AWS Systems Manager Patch Manager is worth using specifically for two things: the maintenance window scheduler (so you're not writing cron jobs that call Ansible at 2am) and the patch baseline compliance reporting in the console. What it doesn't save you from is the actual reboot coordination logic — SSM will happily reboot all your EC2 instances simultaneously if you don't configure concurrency limits in your Run Command or Automation document. Set MaxConcurrency to something sane like 20% and MaxErrors to 10%. The patch baseline itself is genuinely useful: you define "auto-approve Critical CVEs after 7 days, High after 14 days" and it enforces that across your fleet without you maintaining a spreadsheet. The compliance dashboard is mostly checkbox theater for auditors, but the baseline logic is real operational value.

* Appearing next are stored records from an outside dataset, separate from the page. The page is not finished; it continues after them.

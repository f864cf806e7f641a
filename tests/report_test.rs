use std::fs;

use approx::assert_abs_diff_eq;
use nalgebra::DMatrix;
use rand::{Rng, SeedableRng};
use rand_distr::{Distribution, Normal};
use rand_pcg::Pcg64;
use tempfile::tempdir;
use virial_bins::report::correlation_matrix;
use virial_bins::{
    dump_bins, Aggregator, AnalysisConfig, AnalysisError, BinKey, BinStatistics, ResultReporter, RunStore,
};

#[test]
fn test_two_identical_runs_end_to_end() {
    let dir = tempdir().unwrap();
    let cfg = AnalysisConfig::from_toml_str(&format!(
        "n_points = 1\nrun_name = \"sw\"\nn_runs = 2\nt_ratio = 5.0\ndirectory = {:?}\n",
        dir.path().display().to_string()
    ))
    .unwrap();
    cfg.validate().unwrap();
    assert_eq!(cfg.observables(), 1);
    for path in cfg.run_paths() {
        fs::write(path, "100\n[0] 100 100 2.0 1.0\n").unwrap();
    }

    let store = Aggregator::new(cfg.observables())
        .consolidate(&cfg.run_paths(), cfg.merged_path())
        .unwrap();
    assert!(cfg.merged_path().exists());
    let bin = store.get(&BinKey::from([0])).unwrap();
    assert_eq!(bin.unscreened_count(), 200);
    assert_eq!(bin.sample_count(), 200);
    assert_eq!(bin.avg(0), Some(2.0));
    assert_eq!(store.total_steps(), 200);

    let report = ResultReporter::new(cfg.t_ratio().unwrap())
        .unwrap()
        .aggregate(&store, store.total_steps(), true)
        .unwrap();
    let obs = report.observables[0];
    assert_eq!(obs.average, 2.0);
    assert_eq!(obs.between_bin_variance, 0.0);
    assert_abs_diff_eq!(obs.within_bin_error, 1.0, epsilon = 1e-15);
    assert_abs_diff_eq!(obs.error, 0.005_f64.sqrt(), epsilon = 1e-15);
    assert_abs_diff_eq!(obs.error, 0.0707106781, epsilon = 1e-9);
    assert_eq!(obs.variance_fraction, 0.0);
    assert_eq!(report.unscreened_fraction(), 1.0);
    assert_eq!(report.measured_fraction(), 1.0);
    assert_abs_diff_eq!(report.time_fraction(), 200.0 / (200.0 + 200.0 * 5.0), epsilon = 1e-15);

    report.write_csv(cfg.report_csv_path()).unwrap();
    let csv = fs::read_to_string(cfg.report_csv_path()).unwrap();
    let mut lines = csv.lines();
    assert!(lines.next().unwrap().starts_with("index,average,error"));
    assert!(lines.next().unwrap().starts_with("0,2,"));
}

#[test]
fn test_between_bin_spread_enters_error() {
    let bin = |avg: f64| BinStatistics::new(50, 50, vec![avg], vec![0.0]).unwrap();
    let store = RunStore::with_bins(
        1,
        false,
        100,
        vec![(BinKey::from([0]), bin(1.0)), (BinKey::from([1]), bin(3.0))],
    )
    .unwrap();
    let report = ResultReporter::new(1.0).unwrap().aggregate(&store, 100, false).unwrap();
    let obs = report.observables[0];
    assert_abs_diff_eq!(obs.average, 2.0, epsilon = 1e-15);
    assert_abs_diff_eq!(obs.between_bin_variance, 1.0, epsilon = 1e-12);
    assert_eq!(obs.within_bin_error, 0.0);
    assert_eq!(obs.variance_fraction, 1.0);
    assert_abs_diff_eq!(obs.error, 0.1, epsilon = 1e-12);
    assert!(report.correlation.is_none());
}

#[test]
fn test_unmeasured_bins_are_safe() {
    let store = RunStore::with_bins(
        2,
        true,
        300,
        vec![
            (BinKey::from([0, 0]), BinStatistics::unmeasured(120, 2, true)),
            (
                BinKey::from([0, 1]),
                BinStatistics::new(80, 40, vec![1.0, -1.0], vec![0.5, 0.5])
                    .unwrap()
                    .with_covariance(vec![0.1])
                    .unwrap(),
            ),
        ],
    )
    .unwrap();
    let report = ResultReporter::new(2.0).unwrap().aggregate(&store, 300, true).unwrap();
    assert_eq!(report.total_unscreened, 200);
    assert_eq!(report.total_sampled, 40);
    for obs in &report.observables {
        assert!(obs.average.is_finite() && obs.error.is_finite());
    }
    assert_abs_diff_eq!(report.observables[0].average, 80.0 / 300.0, epsilon = 1e-15);
    let corr = report.correlation.unwrap();
    assert!(corr.iter().all(|c| c.is_finite()));

    let mut dump = Vec::new();
    dump_bins(&store, &mut dump).unwrap();
    let text = String::from_utf8(dump).unwrap();
    assert!(text.lines().next().unwrap().starts_with("[0, 0] 120 0 unmeasured"));
    assert_eq!(text.lines().count(), 2);
}

#[test]
fn test_correlations_bounded() {
    let mut rng = Pcg64::seed_from_u64(99);
    let normal = Normal::new(0.0, 1.0).unwrap();
    let mut bins = Vec::new();
    for k in 0..8u32 {
        let c: u64 = rng.gen_range(20..80);
        let samples: Vec<Vec<f64>> = (0..c)
            .map(|_| {
                let x: f64 = normal.sample(&mut rng);
                let y: f64 = normal.sample(&mut rng);
                vec![x + k as f64, 0.9 * x + 0.1 * y, -x, y * y]
            })
            .collect();
        bins.push((
            BinKey::from([k]),
            BinStatistics::from_samples(c, 4, true, samples.iter().map(|s| s.as_slice())).unwrap(),
        ));
    }
    let steps = bins.iter().map(|(_, b)| b.unscreened_count()).sum::<u64>() * 2;
    let store = RunStore::with_bins(4, true, steps, bins).unwrap();
    let report = ResultReporter::new(1.0).unwrap().aggregate(&store, steps, true).unwrap();
    let corr = report.correlation.unwrap();
    for j in 0..4 {
        assert_eq!(corr[(j, j)], 1.0);
        for k in 0..4 {
            assert!((-1.0..=1.0).contains(&corr[(j, k)]));
            assert_eq!(corr[(j, k)], corr[(k, j)]);
        }
    }
    assert!(report.covariance.is_some());
}

#[test]
fn test_zero_covariance_reports_zero_correlation() {
    // second observable is identically zero
    let samples: Vec<[f64; 2]> = (0..10).map(|k| [k as f64, 0.0]).collect();
    let bin = BinStatistics::from_samples(10, 2, true, samples.iter().map(|s| s.as_slice())).unwrap();
    let store = RunStore::with_bins(2, true, 10, vec![(BinKey::from([0]), bin)]).unwrap();
    let report = ResultReporter::new(1.0).unwrap().aggregate(&store, 10, true).unwrap();
    let corr = report.correlation.unwrap();
    assert_eq!(corr[(0, 0)], 1.0);
    assert_eq!(corr[(0, 1)], 0.0);
    assert_eq!(corr[(1, 0)], 0.0);
    assert_eq!(corr[(1, 1)], 0.0);

    let degenerate = DMatrix::from_row_slice(2, 2, &[0.0, 1e-3, 1e-3, 4.0]);
    let c = correlation_matrix(&degenerate);
    assert_eq!(c[(0, 1)], 0.0);
    assert_eq!(c[(1, 1)], 1.0);
}

#[test]
fn test_zero_steps_is_sampling_error() {
    let store = RunStore::empty(3);
    let result = ResultReporter::new(1.0).unwrap().aggregate(&store, 0, false);
    assert!(matches!(result, Err(AnalysisError::Sampling(_))));
}

#[test]
fn test_missing_t_ratio_is_config_error() {
    let cfg = AnalysisConfig::from_toml_str("n_points = 3\nrun_name = \"hs\"\nn_runs = 4\n").unwrap();
    assert!(matches!(cfg.validate(), Err(AnalysisError::Config(_))));
    assert!(matches!(ResultReporter::new(-2.0), Err(AnalysisError::Config(_))));
}

#[test]
fn test_report_text_layout() {
    let bin = BinStatistics::new(10, 10, vec![1.5, 2.5], vec![0.25, 0.5])
        .unwrap()
        .with_covariance(vec![0.1])
        .unwrap();
    let store = RunStore::with_bins(2, true, 10, vec![(BinKey::from([1, 2]), bin)]).unwrap();
    let text = ResultReporter::new(1.0).unwrap().aggregate(&store, 10, true).unwrap().to_string();
    assert!(text.starts_with("1 sets"));
    assert!(text.contains(" 0 average: "));
    assert!(text.contains("# var frac:"));
    assert!(text.contains("Correlations:"));
    assert!(text.contains("fraction measured: 1"));
}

My Actual Patching Runbook (The Short Version)

The thing that surprised me most after formalizing this process: the hardest part isn't the patching itself — it's the visibility. I spent months flying blind because I had no quick way to see which kernel was running on which node across a mixed fleet of bare-metal and cloud VMs. Everything below is the result of iterating past that pain.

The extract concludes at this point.